Wednesday, January 09, 2008

On the Road Again

By mid-February, I will have spent only one full week in Athens since mid-December. I'm tired, but in a good way and for good reason.

Tuesday, January 01, 2008

New Year

New year, new beginnings. I'm home now from my December travels. There's lots to be done; classes start on Monday, Jan. 7 (why so early?) and I have course packets to assemble, syllabi to plan, schedules to craft, labs to inspect. The next three days are going to be a bit hairy, but I must admit that it's fun to think about the new year beginning.

Who knows what it will bring?

I'm challenging myself to participate in Blog 365; I'll be blogging daily, either here or at Wool & Words, my knitting/personal blog. A little something, everyday, even if it's just a cryptic comment and a link to an article from The Chronicle.

Happy New Year; let's hope it's full of promise and lightning moments.
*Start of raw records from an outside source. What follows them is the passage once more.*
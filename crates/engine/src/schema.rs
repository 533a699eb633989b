//! Class metadata for mocked models
//!
//! A `ModelSchema` describes one mocked class: its name, optional parent
//! class, primary key, declared attributes (with defaults) and has-many
//! associations. Records keep an `Arc<ModelSchema>` as their back-reference
//! to the owning class.

use mockrecord_core::{Attributes, Value};

/// Default primary key attribute name
pub const DEFAULT_PRIMARY_KEY: &str = "id";

/// Declared has-many association
#[derive(Debug, Clone, PartialEq)]
pub struct AssociationDef {
    /// Accessor name on the owner (e.g. `accounts`)
    pub name: String,
    /// Target class name, resolved through the registry
    pub target: String,
    /// Attribute on the target holding the owner's id
    pub foreign_key: String,
}

/// Metadata for one mocked class
///
/// # Example
///
/// ```ignore
/// let schema = ModelSchema::new("ChildModel")
///     .parent("User")
///     .attribute("nickname", Value::Null)
///     .has_many("accounts", "Account", "child_model_id");
/// ```
#[derive(Debug, Clone, PartialEq)]
pub struct ModelSchema {
    name: String,
    parent: Option<String>,
    primary_key: String,
    attributes: Vec<(String, Value)>,
    associations: Vec<AssociationDef>,
}

impl ModelSchema {
    /// Start a schema for `name` with only the primary key declared
    pub fn new(name: impl Into<String>) -> Self {
        Self {
            name: name.into(),
            parent: None,
            primary_key: DEFAULT_PRIMARY_KEY.to_string(),
            attributes: vec![(DEFAULT_PRIMARY_KEY.to_string(), Value::Null)],
            associations: Vec::new(),
        }
    }

    /// Declare the parent class
    pub fn parent(mut self, parent: impl Into<String>) -> Self {
        self.parent = Some(parent.into());
        self
    }

    /// Use a different primary key attribute
    pub fn primary_key(mut self, key: impl Into<String>) -> Self {
        let key = key.into();
        self.attributes
            .retain(|(name, default)| !(name == &self.primary_key && default.is_null()));
        self.primary_key = key.clone();
        self.push_attribute(key, Value::Null);
        self
    }

    /// Declare an attribute with its default value
    pub fn attribute(mut self, name: impl Into<String>, default: impl Into<Value>) -> Self {
        self.push_attribute(name.into(), default.into());
        self
    }

    /// Declare a has-many association
    pub fn has_many(
        mut self,
        name: impl Into<String>,
        target: impl Into<String>,
        foreign_key: impl Into<String>,
    ) -> Self {
        self.push_association(AssociationDef {
            name: name.into(),
            target: target.into(),
            foreign_key: foreign_key.into(),
        });
        self
    }

    fn push_attribute(&mut self, name: String, default: Value) {
        match self.attributes.iter_mut().find(|(n, _)| *n == name) {
            Some(slot) => slot.1 = default,
            None => self.attributes.push((name, default)),
        }
    }

    fn push_association(&mut self, def: AssociationDef) {
        match self.associations.iter_mut().find(|a| a.name == def.name) {
            Some(slot) => *slot = def,
            None => self.associations.push(def),
        }
    }

    /// Class name
    pub fn name(&self) -> &str {
        &self.name
    }

    /// Parent class name, if any
    pub fn parent_name(&self) -> Option<&str> {
        self.parent.as_deref()
    }

    /// Primary key attribute name
    pub fn primary_key_name(&self) -> &str {
        &self.primary_key
    }

    /// Declared attribute names in declaration order
    pub fn attribute_names(&self) -> impl Iterator<Item = &str> {
        self.attributes.iter().map(|(name, _)| name.as_str())
    }

    /// Whether `name` is a declared attribute
    pub fn has_attribute(&self, name: &str) -> bool {
        self.attributes.iter().any(|(n, _)| n == name)
    }

    /// Attribute defaults for a fresh record
    pub fn default_attributes(&self) -> Attributes {
        self.attributes.iter().cloned().collect()
    }

    /// Declared associations
    pub fn associations(&self) -> &[AssociationDef] {
        &self.associations
    }

    /// Look up an association by accessor name
    pub fn association(&self, name: &str) -> Option<&AssociationDef> {
        self.associations.iter().find(|a| a.name == name)
    }

    /// Merge inherited metadata from the parent's effective schema
    ///
    /// Parent attributes and associations come first; anything the child
    /// declares itself wins. The child keeps its own primary key.
    pub fn inherit(&self, parent: &ModelSchema) -> ModelSchema {
        let mut merged = ModelSchema {
            name: self.name.clone(),
            parent: self.parent.clone(),
            primary_key: self.primary_key.clone(),
            attributes: parent.attributes.clone(),
            associations: parent.associations.clone(),
        };
        for (name, default) in &self.attributes {
            merged.push_attribute(name.clone(), default.clone());
        }
        for def in &self.associations {
            merged.push_association(def.clone());
        }
        merged
    }
}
Tuesday, December 18, 2007

Semester End

The term officially ends for me at 7 p.m. today. By that time, I will have submitted my grades, packed a box filled with exams, papers, notes and textbooks, and labled said box for shipping home. I'm in New York with my sister, her husband, and their new baby, and the grading has taken so much of my time with them that I'm ashamed. I came here to help them, but they have really helped me by giving me use of their dining room table, kitchen, coffee pot, wifi, and couch, and by supplying an adorable new nephew (with new baby smell) for me to cuddle and coo with at my leisure.

During all of this, of course, I have been sweating the approaching Big Conference and worrying about my marketability. I've secured interviews for the positions I was most interested in (how's that for serendipity?), and have celebrated each phone call with a little happy dance (even in the video store...I'm goofy like that). A good friend and neighbor is checking my mail daily for any paper-based communiques. I feel relatively good in general about things. My throat, though, has other ideas, and I've had to get a prescription for antibiotics to clear up this obnoxious little white spot on a tonsil (my sister, the pediatrician, gave me the medi-description of the condition, but all I know is white dot on tonsil).

Many, many years ago, I was booked for a tour of Greece over the Easter holiday. I was 15 and very excited. I had my passport. I had new clothes. I was ready to go. 2 weeks before we left, I was hospitalized with pneumonia. I had been sick, a cold I couldn't shake, and the end result was my release from the hospital the day before the tour group left. Of course, I didn't go on the trip; I was too weak for that kind of travel, and too young to say "insurance be damned!"

I've never left the country. I am sad now as I write this and I can't recall any memory that I've ever shared being more painful. How odd. It's strange that this hurts to write; it happened so long ago and seems very far away. But as I sit here, at this (stunningly beautiful) dining room table, looking out on a snowy NY landscape, I see what that illness cost me. The trip was a natural step for a reader like me; so long had I shared in new worlds in books, it seemed fitting that my first real journey away from home would be to a birthplace of some of the most enduring book worlds.

So I called for antibiotics; I can't miss the Big Conference and the possibility of new worlds that it presents. This cold feels like that cold so many years ago--unshakeable, penetrating, settling, and taking up permanent residence. In some ways, it's a fitting end to this semester which has run me ragged and shown me the benefit of setting limits; heaven knows that if I'd just listened to my mom all those years ago and rested instead of running, I'd have made that trip just fine.

Well, enough of that maudlin business. Back to the grading.